# Electricity and or the lack thereof, especially when it's cold outside.



## FRC (Aug 4, 2018)

@GDN, Your entire state needs a cold-weather fix. Nowhere should ever, ever reach 110 degrees!!


----------



## GDN (Oct 30, 2017)

FRC said:


> @GDN, Your entire state needs a cold-weather fix. Nowhere should ever, ever reach 110 degrees!!


We need to stop building new houses too. They are now saying we may not have enough electricity for the summer. I'm not sure who doesn't understand that if we build more houses we need more water supply and electricity supply. That doesn't even consider the winterizing the plants. We've gone wrong somewhere for sure.


----------



## lance.bailey (Apr 1, 2019)

not just your area - we build whacks of subdivisions and THEN upgrade and widen all the nearby and feeder roads. sigh.


----------



## FRC (Aug 4, 2018)

Never fear, supply and demand/cost will always balance. Let the open market do it's job, it will. [unless it's needlessly interfered with by government]


----------



## iChris93 (Feb 3, 2017)

GDN said:


> We need to stop building new houses too. They are now saying we may not have enough electricity for the summer. I'm not sure who doesn't understand that if we build more houses we need more water supply and electricity supply. That doesn't even consider the winterizing the plants. We've gone wrong somewhere for sure.

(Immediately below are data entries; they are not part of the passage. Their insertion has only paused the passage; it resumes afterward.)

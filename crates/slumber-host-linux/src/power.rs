//! Linux power host implementation

use async_trait::async_trait;
use chrono::{DateTime, Local};
use nix::sys::signal::{kill, Signal};
use nix::unistd::Pid;
use slumber_api::PowerAction;
use slumber_host_api::{HostCapabilities, HostError, HostResult, InhibitBackend, PowerHost};
use std::path::PathBuf;
use std::process::Stdio;
use std::sync::Mutex;
use tokio::process::{Child, Command};
use tracing::{debug, info, warn};

use crate::wake::RtcWakeTimer;

pub(crate) const WAKE_LOCK_PATH: &str = "/sys/power/wake_lock";
pub(crate) const WAKE_UNLOCK_PATH: &str = "/sys/power/wake_unlock";

/// Name written to the kernel wake-lock interface
const LOCK_NAME: &str = "slumberd";

/// Linux power host
///
/// Keeps at most one inhibition alive. The preferred backend holds a
/// `systemd-inhibit ... sleep infinity` child for the lifetime of the
/// inhibition; releasing sends it SIGTERM. The fallback backend toggles a
/// kernel wake lock.
pub struct LinuxPowerHost {
    capabilities: HostCapabilities,
    inhibitor: Mutex<Option<Child>>,
    wake_timer: RtcWakeTimer,
    wake_lock_path: PathBuf,
    wake_unlock_path: PathBuf,
    /// Binary used for power actions; overridable in tests
    systemctl: String,
}

impl LinuxPowerHost {
    pub fn new(capabilities: HostCapabilities) -> Self {
        Self {
            capabilities,
            inhibitor: Mutex::new(None),
            wake_timer: RtcWakeTimer::default(),
            wake_lock_path: PathBuf::from(WAKE_LOCK_PATH),
            wake_unlock_path: PathBuf::from(WAKE_UNLOCK_PATH),
            systemctl: "systemctl".into(),
        }
    }

    /// Probe the system and build the host in one step
    pub fn probed() -> Self {
        Self::new(crate::probe_capabilities())
    }

    #[cfg(test)]
    fn with_paths(
        capabilities: HostCapabilities,
        wake_lock: PathBuf,
        wake_unlock: PathBuf,
        wakealarm: PathBuf,
        systemctl: &str,
    ) -> Self {
        Self {
            capabilities,
            inhibitor: Mutex::new(None),
            wake_timer: RtcWakeTimer::new(wakealarm),
            wake_lock_path: wake_lock,
            wake_unlock_path: wake_unlock,
            systemctl: systemctl.into(),
        }
    }

    fn spawn_inhibitor(&self, reason: Option<&str>) -> HostResult<()> {
        let why = reason.unwrap_or("slumberd policy active");
        let child = Command::new("systemd-inhibit")
            .arg("--what=sleep")
            .arg("--who=slumberd")
            .arg(format!("--why={}", why))
            .arg("--mode=block")
            .arg("sleep")
            .arg("infinity")
            .stdout(Stdio::null())
            .stderr(Stdio::null())
            .kill_on_drop(true)
            .spawn()
            .map_err(|e| HostError::InhibitFailed(e.to_string()))?;

        debug!(pid = ?child.id(), why = why, "Holding systemd-inhibit");
        *self.inhibitor.lock().unwrap() = Some(child);
        Ok(())
    }

    async fn release_inhibitor(&self) -> HostResult<()> {
        let child = self.inhibitor.lock().unwrap().take();
        let Some(mut child) = child else {
            return Ok(());
        };

        if let Some(pid) = child.id() {
            // SIGTERM lets systemd drop the inhibitor lock cleanly
            if let Err(e) = kill(Pid::from_raw(pid as i32), Signal::SIGTERM) {
                warn!(pid = pid, error = %e, "SIGTERM to inhibitor failed, killing");
                child
                    .kill()
                    .await
                    .map_err(|e| HostError::ReleaseFailed(e.to_string()))?;
            }
        }
        child
            .wait()
            .await
            .map_err(|e| HostError::ReleaseFailed(e.to_string()))?;
        Ok(())
    }

    fn take_wake_lock(&self) -> HostResult<()> {
        std::fs::write(&self.wake_lock_path, LOCK_NAME)
            .map_err(|e| HostError::InhibitFailed(e.to_string()))
    }

    fn drop_wake_lock(&self) -> HostResult<()> {
        match std::fs::write(&self.wake_unlock_path, LOCK_NAME) {
            Ok(()) => Ok(()),
            // The kernel reports EINVAL when the named lock is not held
            Err(e) if e.raw_os_error() == Some(nix::libc::EINVAL) => Ok(()),
            Err(e) => Err(HostError::ReleaseFailed(e.to_string())),
        }
    }

    async fn run_action(&self, action: PowerAction, verb: &str) -> HostResult<()> {
        info!(action = %action, "Executing power action");
        let output = Command::new(&self.systemctl)
            .arg(verb)
            .output()
            .await
            .map_err(|e| HostError::ActionFailed {
                action,
                message: e.to_string(),
            })?;

        if output.status.success() {
            Ok(())
        } else {
            Err(HostError::ActionFailed {
                action,
                message: String::from_utf8_lossy(&output.stderr).trim().to_string(),
            })
        }
    }
}

#[async_trait]
impl PowerHost for LinuxPowerHost {
    fn capabilities(&self) -> &HostCapabilities {
        &self.capabilities
    }

    async fn inhibit_sleep(&self, reason: Option<&str>) -> HostResult<()> {
        // Replace any existing inhibition so exactly one is ever held
        self.allow_sleep().await?;

        match self.capabilities.inhibit_backend {
            InhibitBackend::PowerRequest => self.spawn_inhibitor(reason),
            InhibitBackend::GlobalFlag => {
                if let Some(reason) = reason {
                    info!(reason = reason, "Sleep inhibited (flag backend)");
                }
                self.take_wake_lock()
            }
        }
    }

    async fn allow_sleep(&self) -> HostResult<()> {
        match self.capabilities.inhibit_backend {
            InhibitBackend::PowerRequest => self.release_inhibitor().await,
            InhibitBackend::GlobalFlag => self.drop_wake_lock(),
        }
    }

    fn query_wake_timers_allowed(&self) -> bool {
        self.capabilities.wake_timers
    }

    async fn create_wake_timer(&self, at: DateTime<Local>) -> HostResult<()> {
        if !self.capabilities.wake_timers {
            return Err(HostError::Unsupported);
        }
        self.wake_timer.arm(at)
    }

    async fn cancel_wake_timer(&self) -> HostResult<()> {
        if !self.capabilities.wake_timers {
            return Ok(());
        }
        self.wake_timer.disarm()
    }

    async fn suspend_now(&self) -> HostResult<()> {
        self.run_action(PowerAction::Standby, "suspend").await
    }

    async fn hibernate_now(&self) -> HostResult<()> {
        if !self.capabilities.can_hibernate {
            return Err(HostError::Unsupported);
        }
        self.run_action(PowerAction::Hibernate, "hibernate").await
    }

    async fn shutdown_now(&self) -> HostResult<()> {
        self.run_action(PowerAction::Shutdown, "poweroff").await
    }

    async fn restart_now(&self) -> HostResult<()> {
        self.run_action(PowerAction::Restart, "reboot").await
    }
}

#[cfg(test)]
mod tests {
    use super::*;
    use chrono::TimeZone;
    use slumber_host_api::HostCapabilities;

    fn flag_host(dir: &tempfile::TempDir, systemctl: &str) -> LinuxPowerHost {
        let caps = HostCapabilities {
            inhibit_backend: InhibitBackend::GlobalFlag,
            wake_timers: true,
            can_hibernate: false,
        };
        let lock = dir.path().join("wake_lock");
        let unlock = dir.path().join("wake_unlock");
        let alarm = dir.path().join("wakealarm");
        std::fs::write(&lock, "").unwrap();
        std::fs::write(&unlock, "").unwrap();
        std::fs::write(&alarm, "").unwrap();
        LinuxPowerHost::with_paths(caps, lock, unlock, alarm, systemctl)
    }

    #[tokio::test]
    async fn flag_backend_writes_lock_files() {
        let dir = tempfile::tempdir().unwrap();
        let host = flag_host(&dir, "true");

        host.inhibit_sleep(Some("backup running")).await.unwrap();
        assert_eq!(
            std::fs::read_to_string(dir.path().join("wake_lock")).unwrap(),
            "slumberd"
        );

        host.allow_sleep().await.unwrap();
        assert_eq!(
            std::fs::read_to_string(dir.path().join("wake_unlock")).unwrap(),
            "slumberd"
        );
    }

    #[tokio::test]
    async fn wake_timer_written_as_epoch() {
        let dir = tempfile::tempdir().unwrap();
        let host = flag_host(&dir, "true");

        let at = Local.with_ymd_and_hms(2030, 1, 1, 3, 0, 0).unwrap();
        host.create_wake_timer(at).await.unwrap();

        let written = std::fs::read_to_string(dir.path().join("wakealarm")).unwrap();
        assert_eq!(written.trim(), at.timestamp().to_string());
    }

    #[tokio::test]
    async fn failed_action_maps_to_error() {
        let dir = tempfile::tempdir().unwrap();
        let host = flag_host(&dir, "false");

        let err = host.suspend_now().await.unwrap_err();
        assert!(matches!(err, HostError::ActionFailed { .. }));
    }

    #[tokio::test]
    async fn successful_action() {
        let dir = tempfile::tempdir().unwrap();
        let host = flag_host(&dir, "true");

        host.perform(PowerAction::Standby).await.unwrap();
    }
}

That's not a good situation. I wonder what impact housing has on the grid compared to industry and businesses.


----------



## GDN (Oct 30, 2017)

I believe the housing market is booming most everywhere, but it is red hot here. The building isn't going to let up (despite lumber prices being out the roof.). I do hope someone will think about a little more electricity. We have a new water source coming online before too long, but they are both just kind of needed in our modern world.


----------



## JasonF (Oct 26, 2018)

I'm honestly a little worried that with the population spreading out into areas not equipped to handle that many people, we might be looking at a future where we _used_ to be the country that had plenty of everything, but now we have massive shortages of electricity, water, and even food. I hope not, but it's certainly looking that way.


----------